━━━ PROVIDED ENTRIES ━━━

// ------------------------------------------------------------------ //
// Pure helpers
// ------------------------------------------------------------------ //

/// Whale withdrawing from an exchange accumulates; depositing sells; anything
/// else is a transfer.
pub(crate) fn classify_action(from_owner_type: &str, to_owner_type: &str) -> WhaleAction {
    if from_owner_type == "exchange" && to_owner_type != "exchange" {
        WhaleAction::Accumulate
    } else if from_owner_type != "exchange" && to_owner_type == "exchange" {
        WhaleAction::Sell
    } else {
        WhaleAction::Transfer
    }
}

pub(crate) fn flow_direction(
    eth_change: Option<f64>,
    btc_change: Option<f64>,
    eth_threshold: f64,
    btc_threshold: f64,
) -> FlowDirection {
    let eth = eth_change.unwrap_or(0.0);
    let btc = btc_change.unwrap_or(0.0);
    if eth_change.is_none() && btc_change.is_none() {
        FlowDirection::Unknown
    } else if eth > eth_threshold || btc > btc_threshold {
        FlowDirection::Inflow
    } else if eth < -eth_threshold || btc < -btc_threshold {
        FlowDirection::Outflow
    } else {
        FlowDirection::Neutral
    }
}

pub(crate) fn wallet_signal(change: f64, min_change: f64) -> WalletSignal {
    if change.abs() < min_change {
        WalletSignal::Neutral
    } else if change > 0.0 {
        WalletSignal::Accumulating
    } else {
        WalletSignal::Reducing
    }
}

fn short_address(address: &str) -> String {
    let head: String = address.chars().take(12).collect();
    format!("{head}...")
}

#[allow(clippy::too_many_arguments)]
fn exchange_chain_move(
    source: &str,
    asset: &str,
    amount_native: f64,
    exchange: &str,
    is_inflow: bool,
    tx_hash: &str,
    timestamp: &str,
    blockchain: &str,
) -> WhaleMove {
    let action = if is_inflow {
        WhaleAction::Sell
    } else {
        WhaleAction::Accumulate
    };
    WhaleMove {
        source: source.to_string(),
        asset: asset.to_string(),
        action,
        amount_usd: 0.0,
        amount_native: (amount_native * 10000.0).round() / 10000.0,
        from_label: if is_inflow { "unknown" } else { exchange }.to_string(),
        to_label: if is_inflow { exchange } else { "unknown" }.to_string(),
        tx_hash: tx_hash.to_string(),
        timestamp: timestamp.to_string(),
        blockchain: blockchain.to_string(),
    }
}

fn build_summary(
    total_moves: u64,
    credible: &[WhaleMove],
    by_asset: &BTreeMap<String, Vec<WhaleMove>>,
    exchange_flow: &BTreeMap<String, ExchangeFlow>,
    whale_wallets: &BTreeMap<String, WalletStatus>,
    lookback_hours: i64,
) -> WhaleSummary {
    let inflow = exchange_flow
        .values()
        .filter(|f| f.direction == FlowDirection::Inflow)
        .count();
    let outflow = exchange_flow
        .values()
        .filter(|f| f.direction == FlowDirection::Outflow)
        .count();
    let net_exchange_direction = if outflow > inflow {
        NetDirection::NetOutflow
    } else if inflow > outflow {
        NetDirection::NetInflow
    } else if exchange_flow.is_empty() {
        NetDirection::Unknown
    } else {
        NetDirection::Neutral
    };

    let whale_wallet_signals = whale_wallets
        .iter()
        .filter(|(_, w)| w.signal != WalletSignal::Neutral)
        .map(|(name, w)| {
            let signal = match w.signal {
                WalletSignal::Accumulating => "accumulating",
                WalletSignal::Reducing => "reducing",
                WalletSignal::Neutral => "neutral",
            };
            format!("{name}: {signal}")
        })
        .collect();

    let mut feed_stats = FeedStats::default();
    for whale_move in credible.iter().filter(|m| m.source == "whale_alert_api") {
        feed_stats.total += 1;
        match whale_move.action {
            WhaleAction::Accumulate => feed_stats.accumulate += 1,
            WhaleAction::Sell => feed_stats.sell += 1,
            WhaleAction::Transfer => feed_stats.transfer += 1,
        }
    }

    WhaleSummary {
        total_moves,
        credible_moves: credible.len() as u64,
        assets_with_activity: by_asset
            .iter()
            .filter(|(_, moves)| !moves.is_empty())
            .map(|(asset, _)| asset.clone())
            .collect(),
        net_exchange_direction,
        whale_wallet_signals,
        lookback_hours,
        feed_stats,
    }
}
pub mod agent;
pub mod envelope;
pub mod error;
pub mod http;
pub mod labels;
pub mod llm;
pub mod profile;

pub use agent::{execute, Agent};
pub use envelope::{AgentStatus, Envelope, EnvelopeMeta};
pub use error::SignalError;
pub use http::HttpJson;
pub use labels::{classify, Direction, LabelBand};
pub use llm::LlmClient;
pub use profile::Profile;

━━━

# WORK REQUIRED:
All entries above are to be copied exactly, with none left out.

# TASK SOLUTION:
// ------------------------------------------------------------------ //
// Pure helpers
// ------------------------------------------------------------------ //

/// Whale withdrawing from an exchange accumulates; depositing sells; anything
/// else is a transfer.
pub(crate) fn classify_action(from_owner_type: &str, to_owner_type: &str) -> WhaleAction {
    if from_owner_type == "exchange" && to_owner_type != "exchange" {
        WhaleAction::Accumulate
    } else if from_owner_type != "exchange" && to_owner_type == "exchange" {
        WhaleAction::Sell
    } else {
        WhaleAction::Transfer
    }
}

pub(crate) fn flow_direction(
    eth_change: Option<f64>,
    btc_change: Option<f64>,
    eth_threshold: f64,
    btc_threshold: f64,
) -> FlowDirection {
    let eth = eth_change.unwrap_or(0.0);
    let btc = btc_change.unwrap_or(0.0);
    if eth_change.is_none() && btc_change.is_none() {
        FlowDirection::Unknown
    } else if eth > eth_threshold || btc > btc_threshold {
        FlowDirection::Inflow
    } else if eth < -eth_threshold || btc < -btc_threshold {
        FlowDirection::Outflow
    } else {
        FlowDirection::Neutral
    }
}

pub(crate) fn wallet_signal(change: f64, min_change: f64) -> WalletSignal {
    if change.abs() < min_change {
        WalletSignal::Neutral
    } else if change > 0.0 {
        WalletSignal::Accumulating
    } else {
        WalletSignal::Reducing
    }
}

fn short_address(address: &str) -> String {
    let head: String = address.chars().take(12).collect();
    format!("{head}...")
}

#[allow(clippy::too_many_arguments)]
fn exchange_chain_move(
    source: &str,
    asset: &str,
    amount_native: f64,
    exchange: &str,
    is_inflow: bool,
    tx_hash: &str,
    timestamp: &str,
    blockchain: &str,
) -> WhaleMove {
    let action = if is_inflow {
        WhaleAction::Sell
    } else {
        WhaleAction::Accumulate
    };
    WhaleMove {
        source: source.to_string(),
        asset: asset.to_string(),
        action,
        amount_usd: 0.0,
        amount_native: (amount_native * 10000.0).round() / 10000.0,
        from_label: if is_inflow { "unknown" } else { exchange }.to_string(),
        to_label: if is_inflow { exchange } else { "unknown" }.to_string(),
        tx_hash: tx_hash.to_string(),
        timestamp: timestamp.to_string(),
        blockchain: blockchain.to_string(),
    }
}

fn build_summary(
    total_moves: u64,
    credible: &[WhaleMove],
    by_asset: &BTreeMap<String, Vec<WhaleMove>>,
    exchange_flow: &BTreeMap<String, ExchangeFlow>,
    whale_wallets: &BTreeMap<String, WalletStatus>,
    lookback_hours: i64,
) -> WhaleSummary {
    let inflow = exchange_flow
        .values()
        .filter(|f| f.direction == FlowDirection::Inflow)
        .count();
    let outflow = exchange_flow
        .values()
        .filter(|f| f.direction == FlowDirection::Outflow)
        .count();
    let net_exchange_direction = if outflow > inflow {
        NetDirection::NetOutflow
    } else if inflow > outflow {
        NetDirection::NetInflow
    } else if exchange_flow.is_empty() {
        NetDirection::Unknown
    } else {
        NetDirection::Neutral
    };

    let whale_wallet_signals = whale_wallets
        .iter()
        .filter(|(_, w)| w.signal != WalletSignal::Neutral)
        .map(|(name, w)| {
            let signal = match w.signal {
                WalletSignal::Accumulating => "accumulating",
                WalletSignal::Reducing => "reducing",
                WalletSignal::Neutral => "neutral",
            };
            format!("{name}: {signal}")
        })
        .collect();

    let mut feed_stats = FeedStats::default();
    for whale_move in credible.iter().filter(|m| m.source == "whale_alert_api") {
        feed_stats.total += 1;
        match whale_move.action {
            WhaleAction::Accumulate => feed_stats.accumulate += 1,
            WhaleAction::Sell => feed_stats.sell += 1,
            WhaleAction::Transfer => feed_stats.transfer += 1,
        }
    }

    WhaleSummary {
        total_moves,
        credible_moves: credible.len() as u64,
        assets_with_activity: by_asset
            .iter()
            .filter(|(_, moves)| !moves.is_empty())
            .map(|(asset, _)| asset.clone())
            .collect(),
        net_exchange_direction,
        whale_wallet_signals,
        lookback_hours,
        feed_stats,
    }
}
pub mod agent;
pub mod envelope;
pub mod error;
pub mod http;
pub mod labels;
pub mod llm;
pub mod profile;

pub use agent::{execute, Agent};
pub use envelope::{AgentStatus, Envelope, EnvelopeMeta};
pub use error::SignalError;
pub use http::HttpJson;
pub use labels::{classify, Direction, LabelBand};
pub use llm::LlmClient;
pub use profile::Profile;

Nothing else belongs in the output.